Atilla S., Ilgit E. T., Akpek S., Yucel C., Tali E., Isik S.

European Radiology, vol.8, no.6, pp.1025-1029, 1998 (SCI-Expanded) identifier identifier identifier

  • Publication Type: Article / Article
  • Volume: 8 Issue: 6
  • Publication Date: 1998
  • Doi Number: 10.1007/s003300050509
  • Journal Name: European Radiology
  • Journal Indexes: Science Citation Index Expanded (SCI-EXPANDED), Scopus
  • Page Numbers: pp.1025-1029
  • Keywords: popliteal artery, entrapment syndrome, MR imaging, MR angiography
  • Gazi University Affiliated: Yes


Popliteal artery entrapment (PAE) syndrome is an uncommon congenital anomaly seen in young adults causing ischemic symptoms in the lower extremities.

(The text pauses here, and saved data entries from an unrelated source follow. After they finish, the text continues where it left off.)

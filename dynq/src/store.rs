use async_trait::*;

use crate::assign::Assignment;
use crate::order::Order;
use crate::predicate::Predicate;
use crate::query::Window;
use crate::DynqResult;

/// The relational engine behind a [PageExecutor](crate::PageExecutor).
///
/// Implementations own connection handling, isolation and SQL dialect.
/// Errors must come back as `StoreUnavailable` when retrying may help
/// and `Store` otherwise; callers see them unchanged.
#[async_trait]
pub trait Store: Send + Sync {
    type Row: Send;

    /// Number of rows matching `predicate`.
    async fn count(&self, predicate: &Predicate) -> DynqResult<u64>;

    /// Matching rows, sorted by `orders`, restricted to `window`.
    async fn fetch(
        &self,
        predicate: &Predicate,
        orders: &[Order],
        window: Window,
    ) -> DynqResult<Vec<Self::Row>>;

    /// Apply `assignments` to every matching row. Returns the affected count.
    async fn update(&self, predicate: &Predicate, assignments: &[Assignment]) -> DynqResult<u64>;

    /// Remove every matching row. Returns the affected count.
    async fn delete(&self, predicate: &Predicate) -> DynqResult<u64>;

    /// Drop any cached reads after a bulk write.
    ///
    /// Stores that read their own writes need not override this.
    async fn invalidate(&self) -> DynqResult<()> {
        Ok(())
    }
}
#[test]
fn derive_macros_expand() {
    let t = trybuild::TestCases::new();
    t.pass("tests/macro/*.rs");
}
use syn::parse::ParseStream;

/// `#[condition(goe = "age")]`
pub struct ConditionAttr {
    pub kind: Kind,
    pub path: syn::LitStr,
}

pub enum Kind {
    Eq,
    Goe,
    Loe,
    Gt,
    Lt,
}

impl Kind {
    /// The `ConditionBuilder` method implementing this kind.
    pub fn method(&self) -> &'static str {
        match self {
            Kind::Eq => "eq",
            Kind::Goe => "goe",
            Kind::Loe => "loe",
            Kind::Gt => "gt",
            Kind::Lt => "lt",
        }
    }
}

impl syn::parse::Parse for ConditionAttr {
    fn parse(input: ParseStream) -> syn::Result<Self> {
        let content;
        let _paren_token = syn::parenthesized!(content in input);

        let ident: syn::Ident = content.parse()?;
        let kind = match ident.to_string().as_str() {
            "eq" => Kind::Eq,
            "goe" => Kind::Goe,
            "loe" => Kind::Loe,
            "gt" => Kind::Gt,
            "lt" => Kind::Lt,
            _ => {
                return Err(syn::Error::new(
                    ident.span(),
                    "Expected one of `eq`, `goe`, `loe`, `gt`, `lt`",
                ))
            }
        };

        let _: syn::token::Eq = content.parse()?;
        let path: syn::LitStr = content.parse()?;

        if path.value().is_empty() {
            return Err(syn::Error::new(path.span(), "Field path must not be empty"));
        }

        if !content.is_empty() {
            return Err(content.error("Unexpected tokens after field path"));
        }

        Ok(Self { kind, path })
    }
}
use std::collections::BTreeMap;

use crate::value::Value;
use crate::DynqResult;

/// A row whose fields can be read and written by name.
///
/// Field names are the same paths predicates refer to, so a joined
/// attribute is usually exposed under a dotted name like `team.name`.
/// Implement it by hand or with `#[derive(Record)]`.
pub trait Record {
    /// Read a field. Unknown fields read as [Value::Null].
    fn get(&self, field: &str) -> Value;

    fn set(&mut self, field: &str, value: Value) -> DynqResult<()>;
}

impl Record for BTreeMap<String, Value> {
    fn get(&self, field: &str) -> Value {
        BTreeMap::get(self, field).cloned().unwrap_or(Value::Null)
    }

    fn set(&mut self, field: &str, value: Value) -> DynqResult<()> {
        self.insert(field.to_string(), value);
        Ok(())
    }
}
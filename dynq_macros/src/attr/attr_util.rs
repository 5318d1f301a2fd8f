pub fn attr_has_simple_ident(attr: &syn::Attribute, name: &str) -> bool {
    let path = &attr.path;
    if path.leading_colon.is_some() || path.segments.len() != 1 {
        return false;
    }

    match path.segments.last() {
        Some(segment) => segment.ident == name,
        None => false,
    }
}

/// Whether `ty` is spelled `Option<_>` (with or without a path prefix).
pub fn is_option(ty: &syn::Type) -> bool {
    match ty {
        syn::Type::Path(type_path) if type_path.qself.is_none() => {
            match type_path.path.segments.last() {
                Some(segment) => {
                    segment.ident == "Option"
                        && matches!(segment.arguments, syn::PathArguments::AngleBracketed(_))
                }
                None => false,
            }
        }
        _ => false,
    }
}

pub fn named_fields(
    item: &syn::ItemStruct,
) -> syn::Result<&syn::punctuated::Punctuated<syn::Field, syn::token::Comma>> {
    use syn::spanned::Spanned;

    match &item.fields {
        syn::Fields::Named(fields_named) => Ok(&fields_named.named),
        _ => Err(syn::Error::new(
            item.fields.span(),
            "Expected a struct with named fields",
        )),
    }
}
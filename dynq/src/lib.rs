//!
//! Dynamic, composable query conditions executed as pages against
//! an abstract relational store.
//!
//! ```text
//!  search condition ──► ConditionBuilder ──► Predicate
//!                                              │
//!                     order + window ──► QuerySpec
//!                                              │
//!                        PageExecutor ─── Store::fetch / Store::count
//!                                              │
//!                                           Page<Row>
//! ```
//!

pub use dynq_macros::*;

pub mod assign;
pub mod build;
pub mod builder;
pub mod column;
pub mod condition;
pub mod database;
pub mod executor;
pub mod memory;
pub mod order;
pub mod page;
pub mod predicate;
pub mod prelude;
pub mod query;
pub mod record;
pub mod store;
pub mod value;

pub use assign::{Assignment, SetExpr};
pub use column::Column;
pub use condition::{Condition, ConditionBuilder};
pub use executor::{CountMode, ExecutorOptions, PageExecutor};
pub use order::{Direction, NullOrder, Order};
pub use page::Page;
pub use predicate::Predicate;
pub use query::{QuerySpec, Window};
pub use record::Record;
pub use store::Store;
pub use value::{FromValue, Value};

#[derive(thiserror::Error, Debug, Clone, PartialEq, Eq)]
pub enum DynqError {
    /// The caller handed over a malformed window, predicate or assignment.
    #[error("Invalid query spec: {0}")]
    InvalidSpec(String),

    /// Transient: the store could not be reached. Safe to retry.
    #[error("Store unavailable: {0}")]
    StoreUnavailable(String),

    #[error("Store error: {0}")]
    Store(String),

    #[error("Query returned more than one row")]
    NonUniqueResult,
}

impl DynqError {
    /// Whether retrying the same request may succeed.
    pub fn is_transient(&self) -> bool {
        matches!(self, DynqError::StoreUnavailable(_))
    }
}

pub type DynqResult<T> = Result<T, DynqError>;
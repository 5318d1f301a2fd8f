#![forbid(unsafe_code)]

extern crate proc_macro;

mod derive_condition;
mod derive_record;

mod attr {
    pub mod attr_util;
    pub mod condition;
    pub mod record;
}

use proc_macro::TokenStream;

/// Implement `dynq::Condition` for a struct of optional search criteria.
///
/// Each field carrying `#[condition(<kind> = "<field path>")]` contributes
/// one predicate when it is `Some`, where `<kind>` is one of
/// `eq`, `goe`, `loe`, `gt` or `lt`. Unannotated fields are ignored.
#[proc_macro_derive(Condition, attributes(condition))]
pub fn derive_condition(input: TokenStream) -> TokenStream {
    let condition_struct =
        syn::parse_macro_input!(input as derive_condition::ConditionStruct);

    TokenStream::from(derive_condition::gen_condition(condition_struct))
}

/// Implement `dynq::Record` for a struct with named fields.
///
/// Fields are addressed by their name, or by `#[record(rename = "...")]`.
/// `#[record(skip)]` hides a field.
#[proc_macro_derive(Record, attributes(record))]
pub fn derive_record(input: TokenStream) -> TokenStream {
    let record_struct = syn::parse_macro_input!(input as derive_record::RecordStruct);

    TokenStream::from(derive_record::gen_record(record_struct))
}
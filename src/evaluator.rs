//! Tree-walking evaluator: [`evaluate`] dispatches on [`Node`] shape,
//! consulting [`crate::builtins::is_keyword`] before evaluating a call's
//! operator so that special forms can receive their arguments unevaluated
//! (spec.md section 4.3).

use crate::ast::Node;
use crate::builtins::{eval_keyword, is_keyword};
use crate::error::LakError;
use crate::scope::Scope;
use crate::value::Value;
use std::rc::Rc;

pub fn evaluate(node: &Node, scope: &Rc<Scope>) -> Result<Value, LakError> {
    match node {
        Node::Value { value } => Ok(Value::from(value)),

        Node::Word { name } => scope
            .get(name)
            .ok_or_else(|| LakError::reference(format!("Undefined binding: {name}"))),

        Node::Call { operator, args } => {
            if let Some(name) = operator.as_word() {
                if is_keyword(name) {
                    return eval_keyword(name, args, scope);
                }
            }
            if let Some(method_call) = operator.desugar_dotted_call(args.clone()) {
                return evaluate(&method_call, scope);
            }
            let callee = evaluate(operator, scope)?;
            let evaluated_args = args
                .iter()
                .map(|a| evaluate(a, scope))
                .collect::<Result<Vec<_>, _>>()?;
            call_value(&callee, evaluated_args)
        }

        Node::MethodCall { target, key, args } => {
            let receiver = evaluate(target, scope)?;
            let method = receiver.index_get(&Value::str(key.clone()))?;
            let evaluated_args = args
                .iter()
                .map(|a| evaluate(a, scope))
                .collect::<Result<Vec<_>, _>>()?;
            call_value(&method, evaluated_args)
        }
    }
}

/// Applies an already-evaluated callee to already-evaluated arguments.
/// Functions get a fresh child scope of their closed-over environment
/// (spec.md section 3: calling binds parameters in a new frame whose
/// parent is the function's defining scope, not the call site's scope).
pub fn call_value(callee: &Value, args: Vec<Value>) -> Result<Value, LakError> {
    match callee {
        Value::Builtin(f) => f(&args),
        Value::Function(f) => {
            if f.params.len() != args.len() {
                return Err(LakError::type_error(format!(
                    "function expects {} argument(s), got {}",
                    f.params.len(),
                    args.len()
                )));
            }
            let call_scope = Scope::child(&f.env);
            for (name, value) in f.params.iter().zip(args) {
                call_scope.define(name, value);
            }
            evaluate(&f.body, &call_scope)
        }
        other => Err(LakError::type_error(format!(
            "{} is not callable",
            other.type_name()
        ))),
    }
}
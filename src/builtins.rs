//! The built-in registry: spec.md section 4.3's keyword table (special
//! forms receiving unevaluated argument nodes) and section 2's top-scope
//! functions/operators (ordinary callables receiving evaluated arguments).
//!
//! Keywords are dispatched by name from [`eval_keyword`] rather than
//! stored in a runtime map, since the set is fixed and each one needs a
//! distinct shape of access to the unevaluated [`Node`] arguments — but the
//! design follows spec.md section 9's suggested `{ Special, Plain }` split:
//! this module is the `Special` side, [`build_top_scope`] installs the
//! `Plain` side as ordinary [`Value::Builtin`]s.

use crate::ast::{Literal, Node};
use crate::error::LakError;
use crate::evaluator::evaluate;
use crate::scope::Scope;
use crate::value::{value_to_literal, ObjectData, Value};
use std::cell::RefCell;
use std::collections::HashMap;
use std::io::Write;
use std::rc::Rc;

/// Keywords in source text are shadowable by neither `let` nor `assign`:
/// the evaluator checks this list *before* evaluating a call's operator.
pub fn is_keyword(name: &str) -> bool {
    matches!(
        name,
        "if" | "while"
            | "for"
            | "foreach"
            | "run"
            | "do"
            | "let"
            | "def"
            | ":="
            | "fn"
            | "function"
            | "->"
            | "assign"
            | "set"
            | "="
            | "object"
    )
}
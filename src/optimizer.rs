//! AST-level optimizer: constant folding and scope-aware constant
//! propagation across nested lexical scopes and function boundaries,
//! conservatively invalidating constants through aliasing via function
//! calls.
//!
//! The optimizer is a post-order tree rewrite. It tracks known-constant
//! bindings in a scope chain parallel to the evaluator's own
//! [`crate::scope::Scope`] chain, plus a separate stack recording, per
//! function literal currently being analyzed, the names that function's
//! body may mutate — used to invalidate constants conservatively at call
//! sites instead of re-analyzing the callee's body each time.
//!
//! Any callable produced by something other than a direct named lookup or a
//! `fn`/`function`/`->` literal bound directly by `let`/`assign` defeats
//! this analysis entirely: such a call resets all tracked constants and its
//! subtree is left untouched, per the soundness note in the source design.

use crate::ast::{Literal, Node};
use crate::builtins::{fold_binary, is_foldable_operator};
use std::collections::{HashMap, HashSet};

#[derive(Clone)]
enum ConstFact {
    Literal(Literal),
    /// A tracked callable and the names it is known to mutate when called.
    Mutates(Vec<String>),
}

struct Optimizer {
    /// Scope chain of known facts, innermost frame last.
    const_stack: Vec<HashMap<String, ConstFact>>,
    /// One entry per function literal currently being analyzed, collecting
    /// the names assigned anywhere in its body.
    functions: Vec<HashSet<String>>,
}

fn is_fn_keyword(name: Option<&str>) -> bool {
    matches!(name, Some("fn") | Some("function") | Some("->"))
}

impl Optimizer {
    fn new() -> Self {
        Optimizer {
            const_stack: vec![HashMap::new()],
            functions: Vec::new(),
        }
    }

    fn push_scope(&mut self) {
        self.const_stack.push(HashMap::new());
    }

    fn pop_scope(&mut self) {
        self.const_stack.pop();
    }

    fn push_fn_scope(&mut self) {
        self.const_stack.push(HashMap::new());
        self.functions.push(HashSet::new());
    }

    fn pop_fn_scope(&mut self) -> Vec<String> {
        self.const_stack.pop();
        self.functions.pop().unwrap_or_default().into_iter().collect()
    }

    fn lookup(&self, name: &str) -> Option<ConstFact> {
        self.const_stack
            .iter()
            .rev()
            .find_map(|frame| frame.get(name).cloned())
    }

    /// Records that `name` was just (re)assigned, for whichever enclosing
    /// function literal's mutation set is being collected.
    fn record_mutation(&mut self, name: &str) {
        if let Some(top) = self.functions.last_mut() {
            top.insert(name.to_string());
        }
    }

    /// Removes any tracked fact for `name` across the whole chain, and
    /// records the mutation against the enclosing function being analyzed.
    fn remove_fact(&mut self, name: &str) {
        for frame in self.const_stack.iter_mut() {
            frame.remove(name);
        }
        self.record_mutation(name);
    }

    fn define_literal(&mut self, name: &str, value: Literal) {
        self.const_stack
            .last_mut()
            .expect("at least one frame")
            .insert(name.to_string(), ConstFact::Literal(value));
    }

    fn define_mutates(&mut self, name: &str, set: Vec<String>) {
        self.const_stack
            .last_mut()
            .expect("at least one frame")
            .insert(name.to_string(), ConstFact::Mutates(set));
    }

    /// Unions `new_set` into `name`'s previously tracked mutation set,
    /// `prior` being whatever was looked up *before* any `remove_fact`
    /// call for this same reassignment cleared it - the caller must capture
    /// that fact first, since by the time a new `fn` literal has been
    /// visited, the name's old fact is already gone from `const_stack`.
    fn union_mutates(&mut self, name: &str, prior: Option<Vec<String>>, new_set: Vec<String>) {
        let merged = match prior {
            Some(prev) => {
                let mut set: HashSet<String> = prev.into_iter().collect();
                set.extend(new_set);
                set.into_iter().collect()
            }
            None => new_set,
        };
        self.define_mutates(name, merged);
    }

    /// Invalidates every currently tracked constant, for a call through an
    /// indirect (non-`Word`) callable expression.
    fn invalidate_all(&mut self) {
        for frame in self.const_stack.iter_mut() {
            frame.clear();
        }
    }

    /// A call to a named, tracked callable invalidates the names it is
    /// known to mutate.
    fn invalidate_named_call(&mut self, name: &str) {
        if let Some(ConstFact::Mutates(mutated)) = self.lookup(name) {
            for victim in mutated {
                self.remove_fact(&victim);
            }
        }
    }

    fn visit(&mut self, node: &Node) -> Node {
        match node {
            Node::Value { .. } => node.clone(),
            Node::Word { name } => match self.lookup(name) {
                Some(ConstFact::Literal(value)) => Node::Value { value },
                _ => node.clone(),
            },
            Node::Call { operator, args } => self.visit_call(operator, args),
            Node::MethodCall { target, key, args } => Node::MethodCall {
                target: Box::new(self.visit(target)),
                key: key.clone(),
                args: args.iter().map(|a| self.visit(a)).collect(),
            },
        }
    }

    fn visit_call(&mut self, operator: &Node, args: &[Node]) -> Node {
        match operator.as_word() {
            Some("while") => self.visit_while(operator, args),
            Some("for") => self.visit_for(operator, args),
            Some("foreach") => self.visit_foreach(operator, args),
            Some("run") | Some("do") => self.visit_run(operator, args),
            Some("let") | Some("def") | Some(":=") => self.visit_let(operator, args),
            Some("assign") | Some("set") | Some("=") => self.visit_assign(operator, args),
            Some("object") => self.visit_object(operator, args),
            Some("fn") | Some("function") | Some("->") => {
                let (node, _mutation_set) = self.visit_fn_literal(operator, args);
                node
            }
            Some(op) if args.len() == 2 && is_foldable_operator(op) => {
                self.visit_foldable(operator, op, args)
            }
            Some(name) => {
                let new_args: Vec<Node> = args.iter().map(|a| self.visit(a)).collect();
                self.invalidate_named_call(name);
                Node::call(operator.clone(), new_args)
            }
            None => {
                self.invalidate_all();
                Node::call(operator.clone(), args.to_vec())
            }
        }
    }

    fn visit_foldable(&mut self, operator: &Node, op: &str, args: &[Node]) -> Node {
        let new_args: Vec<Node> = args.iter().map(|a| self.visit(a)).collect();
        if let [Node::Value { value: a }, Node::Value { value: b }] = new_args.as_slice() {
            if let Some(folded) = fold_binary(op, a, b) {
                return Node::Value { value: folded };
            }
        }
        Node::call(operator.clone(), new_args)
    }

    fn visit_fn_literal(&mut self, operator: &Node, args: &[Node]) -> (Node, Vec<String>) {
        self.push_fn_scope();
        let split_at = args.len().saturating_sub(1);
        let (params, body) = args.split_at(split_at);
        let new_body = body.first().map(|b| self.visit(b));
        let mutation_set = self.pop_fn_scope();

        let mut new_args: Vec<Node> = params.to_vec();
        if let Some(body) = new_body {
            new_args.push(body);
        }
        (Node::call(operator.clone(), new_args), mutation_set)
    }

    fn visit_while(&mut self, operator: &Node, args: &[Node]) -> Node {
        if args.len() != 2 {
            return Node::call(operator.clone(), args.iter().map(|a| self.visit(a)).collect());
        }
        self.push_scope();
        let cond = self.visit(&args[0]);
        let body = self.visit(&args[1]);
        self.pop_scope();
        Node::call(operator.clone(), vec![cond, body])
    }

    fn visit_for(&mut self, operator: &Node, args: &[Node]) -> Node {
        if args.len() != 4 {
            return Node::call(operator.clone(), args.iter().map(|a| self.visit(a)).collect());
        }
        self.push_scope();
        let init = self.visit(&args[0]);
        let cond = self.visit(&args[1]);
        self.push_scope();
        let body = self.visit(&args[3]);
        self.pop_scope();
        let update = self.visit(&args[2]);
        self.pop_scope();
        Node::call(operator.clone(), vec![init, cond, update, body])
    }

    fn visit_foreach(&mut self, operator: &Node, args: &[Node]) -> Node {
        if args.len() != 3 || args[0].as_word().is_none() {
            return Node::call(operator.clone(), args.iter().map(|a| self.visit(a)).collect());
        }
        let iterable = self.visit(&args[1]);
        self.push_scope();
        let body = self.visit(&args[2]);
        self.pop_scope();
        Node::call(operator.clone(), vec![args[0].clone(), iterable, body])
    }

    fn visit_run(&mut self, operator: &Node, args: &[Node]) -> Node {
        self.push_scope();
        let new_args: Vec<Node> = args.iter().map(|a| self.visit(a)).collect();
        self.pop_scope();
        Node::call(operator.clone(), new_args)
    }

    fn visit_object(&mut self, operator: &Node, args: &[Node]) -> Node {
        if args.len() % 2 != 0 {
            return Node::call(operator.clone(), args.iter().map(|a| self.visit(a)).collect());
        }
        self.push_scope();
        let new_args: Vec<Node> = args.iter().map(|a| self.visit(a)).collect();
        self.pop_scope();
        Node::call(operator.clone(), new_args)
    }

    fn visit_let(&mut self, operator: &Node, args: &[Node]) -> Node {
        if args.len() != 2 {
            let new_args: Vec<Node> = args.iter().map(|a| self.visit(a)).collect();
            return Node::call(operator.clone(), new_args);
        }
        let name = args[0].as_word();
        if let Some(name) = name {
            self.const_stack.last_mut().expect("at least one frame").remove(name);
        }

        let new_value = match &args[1] {
            Node::Call { operator: vop, args: fn_args } if is_fn_keyword(vop.as_word()) => {
                let (new_fn, mutation_set) = self.visit_fn_literal(vop, fn_args);
                if let Some(name) = name {
                    self.define_mutates(name, mutation_set);
                }
                new_fn
            }
            other => self.visit(other),
        };

        if let (Some(name), Node::Value { value }) = (name, &new_value) {
            self.define_literal(name, value.clone());
        }

        Node::call(operator.clone(), vec![args[0].clone(), new_value])
    }

    fn visit_assign(&mut self, operator: &Node, args: &[Node]) -> Node {
        if args.len() < 2 {
            let new_args: Vec<Node> = args.iter().map(|a| self.visit(a)).collect();
            return Node::call(operator.clone(), new_args);
        }
        let target = &args[0];
        let value_node = &args[args.len() - 1];
        let indices = &args[1..args.len() - 1];

        let name = target.as_word();
        // Capture the prior fact before `remove_fact` clears it, so a
        // reassignment to a new function literal can still union the old
        // mutation set in rather than silently overwriting it.
        let prior_mutates = name.and_then(|n| match self.lookup(n) {
            Some(ConstFact::Mutates(prev)) => Some(prev),
            _ => None,
        });
        if let Some(name) = name {
            self.remove_fact(name);
        }

        let new_indices: Vec<Node> = indices.iter().map(|a| self.visit(a)).collect();

        let new_value = match value_node {
            Node::Call { operator: vop, args: fn_args } if is_fn_keyword(vop.as_word()) => {
                let (new_fn, mutation_set) = self.visit_fn_literal(vop, fn_args);
                if let Some(name) = name {
                    self.union_mutates(name, prior_mutates, mutation_set);
                }
                new_fn
            }
            other => self.visit(other),
        };

        let mut new_args = vec![target.clone()];
        new_args.extend(new_indices);
        new_args.push(new_value);
        Node::call(operator.clone(), new_args)
    }
}

/// Optimizes a parsed AST, returning an equivalent tree with constants
/// folded and propagated where this can be done soundly.
pub fn optimize(node: &Node) -> Node {
    let mut optimizer = Optimizer::new();
    optimizer.visit(node)
}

It is the result of various types of anomalous relationships between the popliteal artery and the neighboring muscular structures. The purpose of this study was to define the role of MR imaging combined with MR angiography in the diagnosis of PAE cases. Four cases with segmental occlusion and medial displacement of popliteal artery in digital subtraction angiography (DSA) examinations were diagnosed as PAE syndrome by MR imaging and MR angiography. The DSA and MRA images are compared. All of the cases showed various degrees of abnormal intercondylar insertion of the medial head of the gastrocnemius muscle. The MR images showed detailed anatomy of the region revealing the cause of the arterial entrapment. Subclassification of the cases were done and fat tissue filling the normal localization of the muscle was evaluated. The DSA and MRA images demonstrated the length and localization of the occluded segment and collateral vascular developments equally. It is concluded that angiographic evaluation alone in PAE syndrome might result in overlooking the underlying cause of the arterial occlusion, which in turn leads to unsuccessful therapy procedures such as balloon angioplasty. Magnetic resonance imaging combined with MR angiography demonstrates both the vascular anatomy and the variations in the muscular structures in the popliteal fossa successfully, and this combination seems to be the most effective way of evaluating young adults with ischemic symptoms suggesting PAE syndrome. © Springer-Verlag 1998.